8”H x 26 5/8”W x 18 1/8”D

Video images from the Acqua Alta/high water in Venice are projected onto a paper sculptural abstraction of a fossil shell — Malaptera Ponti — from the Jurassic period (199.6 -145.5 millions years ago). Venice is a treasure of Western Civilization, particularly the Renaissance. It also is a UNECO World Heritage Site. Yet the city and the lives of its inhabitants have been severely impacted and physically altered by the Acqua Alta from climate change, rising seas, the Sirocco and Bora winds, lunar tides, extraction of resources — primarily of groundwater sources for industry, dredging of channels in waterways for cruise boats and the enhancement of tourism. The changes in sea level due to these factors have shocked every island in the Venetian lagoon.

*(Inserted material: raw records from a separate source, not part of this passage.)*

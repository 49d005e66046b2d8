//! splittable: inspect a genesis ledger or replay operation scripts against it.
//!
//! Output is JSON on stdout; logs go to stderr and honor `RUST_LOG`.

#![allow(missing_docs, rustdoc::missing_crate_level_docs)]

mod script;

use std::path::PathBuf;

use clap::{Parser, Subcommand};
use eyre::WrapErr;
use serde::Serialize;
use splittable_token::{GenesisConfig, SharedToken, TokenContract};
use tracing::info;
use tracing_subscriber::{layer::SubscriberExt, util::SubscriberInitExt, EnvFilter};

use crate::script::{replay, replay_abi, Script, Summary};

/// Splittable token ledger tool.
#[derive(Parser, Debug)]
#[command(name = "splittable", version, about = "Inspect and replay splittable token ledgers")]
struct Cli {
    /// Genesis config (TOML, or JSON with a .json extension).
    /// Falls back to the path in SPLITTABLE_GENESIS.
    #[arg(long, global = true)]
    genesis: Option<PathBuf>,

    /// Print compact instead of pretty JSON
    #[arg(long, global = true, default_value_t = false)]
    compact: bool,

    #[command(subcommand)]
    command: Command,
}

#[derive(Subcommand, Debug)]
enum Command {
    /// Print the genesis ledger summary
    Inspect,
    /// Apply a script of operations and print every step plus the final ledger
    Replay {
        /// Operation script (TOML, or JSON with a .json extension)
        #[arg(long)]
        script: PathBuf,

        /// Stop at the first reverted operation
        #[arg(long, default_value_t = false)]
        fail_fast: bool,

        /// Send every operation as ABI calldata to the token contract at the
        /// genesis `contractAddress` and print return data and EVM logs
        #[arg(long, default_value_t = false)]
        abi: bool,
    },
}

fn init_tracing() {
    tracing_subscriber::registry()
        .with(EnvFilter::try_from_default_env().unwrap_or_else(|_| "info".into()))
        .with(
            tracing_subscriber::fmt::layer()
                .with_target(false)
                .with_writer(std::io::stderr),
        )
        .init();
}

fn print_json(value: &impl Serialize, compact: bool) -> eyre::Result<()> {
    let out = if compact {
        serde_json::to_string(value)?
    } else {
        serde_json::to_string_pretty(value)?
    };
    println!("{out}");
    Ok(())
}

fn main() -> eyre::Result<()> {
    init_tracing();
    let cli = Cli::parse();

    let config = match &cli.genesis {
        Some(path) => GenesisConfig::from_path(path)
            .wrap_err_with(|| format!("failed to load genesis {}", path.display()))?,
        None => GenesisConfig::from_env().wrap_err("no --genesis given")?,
    };
    let mut token = config.build()?;
    info!(
        name = token.name(),
        holders = token.holders().count(),
        "ledger initialized"
    );

    match cli.command {
        Command::Inspect => print_json(&Summary::of(&token), cli.compact),
        Command::Replay {
            script,
            fail_fast,
            abi: true,
        } => {
            let address = config
                .contract_address
                .ok_or_else(|| eyre::eyre!("--abi needs contractAddress in the genesis config"))?;
            let script = Script::from_path(&script)?;
            let contract = TokenContract::new(address, SharedToken::new(token));
            let report = replay_abi(&contract, &script, fail_fast);
            let reverted = report.steps.iter().filter(|s| s.error.is_some()).count();
            info!(
                %address,
                steps = report.steps.len(),
                reverted,
                "contract replay finished"
            );
            print_json(&report, cli.compact)
        }
        Command::Replay {
            script, fail_fast, ..
        } => {
            let script = Script::from_path(&script)?;
            let report = replay(&mut token, &script, fail_fast);
            let reverted = report.steps.iter().filter(|s| s.error.is_some()).count();
            info!(
                steps = report.steps.len(),
                reverted,
                exponent = report.summary.exponent,
                "replay finished"
            );
            print_json(&report, cli.compact)
        }
    }
}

In November and December 2019 during our residency at the Emily Harvey Foundation, we experienced the second and forth highest Acqua Alta in recorded history. And four of many that occurred at that time are included in the top ten. We witnessed the devastation suffered throughout the city to its inhabitants and their homes, possessions, beloved buildings and architectural masterpieces — as well as to businesses, shops, hotels and restaurants and cultural, religious and educational organizations. It has been a powerful and long lasting experience to viscerally feel the horrifying impact of climate change and man’s impact on the environment.

We feel it is appropriate to to combine the images of the flood waters with a beautiful fossil, Malaptera Ponti —a life form that that also “drowned” and is now extinct.